Фильм «Сумасшедшая помощь», вышедший не так давно в прокат, – к сожалению, как и большинство серьёзных отечественных картин, в весьма и весьма ограниченный, – прежде успел побывать в ранге одного из очевидных лидеров основного конкурса последнего «Кинотавра». Как и предыдущие работы режиссёра Бориса ХЛЕБНИКОВА – снятый им в содружестве с Алексеем Попогребским «Коктебель» или «сольный» дебют «Свободное плавание», – лента интересна и в качестве довольно точного (разом гиперреалистического и фантасмагорического) портрета современного российского общества, и за счёт демонстрации замечательной, во многом неожиданной галереи человеческих образов. И неудивительно, что наша беседа с режиссёром стала разговором в первую очередь о странных персонажах фильма и о создавших их ярких актёрах.

– Почему в вашем фильме гастарбайтер приезжает в Москву из Белоруссии? Ведь, как правило, люди едут сюда из южных республик.

– Ну не мог же наш Евгений Сытый сыграть таджикского гастарбайтера. А мы писали сценарий под него. С другой стороны, герой у нас такой нетипичный гастарбайтер. И то, что он из Белоруссии приезжает, эту необычность подчёркивает. В Белоруссии уровень жизни в деревнях выше, чем в России. Я снимал документальный фильм о белорусе, который приехал работать сюда. Так он уехал, потому что его жена и тёща достали. И мужик от них в России спрятался.
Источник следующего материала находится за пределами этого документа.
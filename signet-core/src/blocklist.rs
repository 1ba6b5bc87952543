//! Screened usernames.
//!
//! The availability check rejects names that collide with service
//! endpoints (usernames double as subdomains) or are plain offensive.
//! Matching is exact on the lowercased name.

// Keep sorted; lookup is a binary search.
static SCREENED: &[&str] = &[
    "admin",
    "administrator",
    "anal",
    "anus",
    "api",
    "ass",
    "asshole",
    "bastard",
    "bitch",
    "blowjob",
    "boner",
    "boob",
    "clit",
    "cock",
    "cum",
    "cunt",
    "dick",
    "dildo",
    "faggot",
    "ftp",
    "fuck",
    "fucker",
    "handjob",
    "help",
    "hitler",
    "jizz",
    "login",
    "logout",
    "mail",
    "nazi",
    "nigga",
    "nigger",
    "penis",
    "piss",
    "porn",
    "porno",
    "pussy",
    "rape",
    "root",
    "sex",
    "shit",
    "signin",
    "signout",
    "signup",
    "slut",
    "smtp",
    "ssl",
    "staff",
    "support",
    "system",
    "tits",
    "twat",
    "vagina",
    "wank",
    "webmaster",
    "whore",
    "www",
    "xxx",
];

/// Returns true when the name is on the screened list.
pub fn is_screened(username: &str) -> bool {
    let name = username.to_lowercase();
    SCREENED.binary_search(&name.as_str()).is_ok()
}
– Вашего-то героя, наоборот, из дома сестра выпихивает…

– Мне хотелось героя показать лентяем, вроде Обломова деревенского. Он тихо проспал всю свою жизнь.
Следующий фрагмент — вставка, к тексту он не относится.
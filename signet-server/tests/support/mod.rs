use std::collections::HashMap;
use std::fmt;
use std::sync::Arc;
use std::sync::atomic::{AtomicBool, AtomicI64, Ordering};

use anyhow::{Context, Result};
use axum_test::TestServer;
use chrono::Utc;
use signet_core::{
    DirectoryError, Health, LookupKey, User, UserDirectory, UserDraft, UsersRepository,
};
use tokio::sync::Mutex;

use signet_server::config::Config;
use signet_server::routes::create_app;
use signet_server::state::AppState;

/// Hash-map stand-in for the Postgres repository, mirroring its
/// uniqueness and not-found behavior. `set_failing` makes every
/// operation answer as if the store were unreachable.
#[derive(Default)]
pub struct InMemoryRepo {
    users: Mutex<HashMap<i64, User>>,
    next_id: AtomicI64,
    failing: AtomicBool,
}

impl InMemoryRepo {
    pub fn set_failing(&self, failing: bool) {
        self.failing.store(failing, Ordering::SeqCst);
    }

    fn reachable(&self) -> signet_core::Result<()> {
        if self.failing.load(Ordering::SeqCst) {
            return Err(DirectoryError::Connection(
                "connection refused".to_string(),
            ));
        }
        Ok(())
    }
}

#[async_trait::async_trait]
impl UsersRepository for InMemoryRepo {
    async fn insert_user(&self, draft: &UserDraft) -> signet_core::Result<User> {
        self.reachable()?;
        let mut users = self.users.lock().await;
        if users.values().any(|u| u.username == draft.username) {
            return Err(DirectoryError::Validation(
                "Username is already taken".to_string(),
            ));
        }
        if users.values().any(|u| u.email == draft.email) {
            return Err(DirectoryError::Validation(
                "Email address is already registered".to_string(),
            ));
        }
        let id = self.next_id.fetch_add(1, Ordering::SeqCst) + 1;
        let now = Utc::now();
        let user = User {
            id,
            email: draft.email.clone(),
            username: draft.username.clone(),
            full_name: draft.full_name.clone(),
            send_engagements: draft.send_engagements,
            send_notifications: draft.send_notifications,
            is_admin: draft.is_admin,
            is_suspended: draft.is_suspended,
            was_migrated: draft.was_migrated,
            created_at: now,
            updated_at: now,
        };
        users.insert(id, user.clone());
        Ok(user)
    }

    async fn find_user(&self, key: &LookupKey) -> signet_core::Result<Option<User>> {
        self.reachable()?;
        let users = self.users.lock().await;
        let found = match key {
            LookupKey::Id(id) => users.get(id).cloned(),
            LookupKey::Username(name) => users.values().find(|u| &u.username == name).cloned(),
            LookupKey::Email(email) => users.values().find(|u| &u.email == email).cloned(),
        };
        Ok(found)
    }

    async fn update_user(&self, user: &User) -> signet_core::Result<User> {
        self.reachable()?;
        let mut users = self.users.lock().await;
        if !users.contains_key(&user.id) {
            return Err(DirectoryError::NotFound);
        }
        if users
            .values()
            .any(|u| u.id != user.id && u.username == user.username)
        {
            return Err(DirectoryError::Validation(
                "Username is already taken".to_string(),
            ));
        }
        let mut updated = user.clone();
        updated.updated_at = Utc::now();
        users.insert(updated.id, updated.clone());
        Ok(updated)
    }

    async fn delete_user(&self, id: i64) -> signet_core::Result<()> {
        self.reachable()?;
        let mut users = self.users.lock().await;
        match users.remove(&id) {
            Some(_) => Ok(()),
            None => Err(DirectoryError::NotFound),
        }
    }

    async fn count_username(&self, username: &str) -> signet_core::Result<i64> {
        self.reachable()?;
        let users = self.users.lock().await;
        Ok(users.values().filter(|u| u.username == username).count() as i64)
    }

    async fn ping(&self) -> signet_core::Result<()> {
        self.reachable()
    }
}

pub struct TestApp {
    pub server: TestServer,
    pub health: Health,
    pub repo: Arc<InMemoryRepo>,
}

impl fmt::Debug for TestApp {
    fn fmt(&self, f: &mut fmt::Formatter<'_>) -> fmt::Result {
        f.debug_struct("TestApp")
            .field("health", &self.health)
            .finish_non_exhaustive()
    }
}

/// Build a server over the in-memory store, marked connected.
///
/// Tests drive degradation through the returned handles: flip the repo
/// with `set_failing` and record it with `health.mark_disconnected`.
pub fn build_test_app() -> Result<TestApp> {
    let repo = Arc::new(InMemoryRepo::default());
    let store: Arc<dyn UsersRepository> = repo.clone();

    let health = Health::new();
    health.mark_connected();

    let state = AppState::new(
        UserDirectory::new(store),
        health.clone(),
        Arc::new(Config::default()),
    );
    let server = TestServer::new(create_app(state)).context("failed to start test server")?;

    Ok(TestApp {
        server,
        health,
        repo,
    })
}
– Мне-то всегда казалось, что в деревне не поспишь особенно. Там работать надо.

– Надо. Но не знаю, замечали ли вы, что в деревнях работают только женщины. Мужской труд там – безумная редкость.

– Может быть. Но зачем вам в роли гастарбайтера нужен был Обломов?
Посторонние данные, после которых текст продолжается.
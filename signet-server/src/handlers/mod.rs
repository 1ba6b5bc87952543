//! Request handlers, grouped by surface.

/// Liveness and store-health probes
pub mod status;
/// Account CRUD and availability checks
pub mod users;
– Так в фильме уже был один гиперактивный персонаж – пенсионер, которого Сергей Дрейден играет. У него идеи по спасению окружающих роятся в мозгу. Он всегда спешит на помощь – даже если его не просят. И рядом с ним должен был быть такой вот хлопающий глазами, послушный человек, который постепенно начинает любить своего немного сумасшедшего спасителя. А потом, когда пенсионер начинает пить таблетки и почти выздоравливает, забывает о своих планах по спасению человечества, уже его новый приятель начинает действовать. Из ведомого он становится лидером.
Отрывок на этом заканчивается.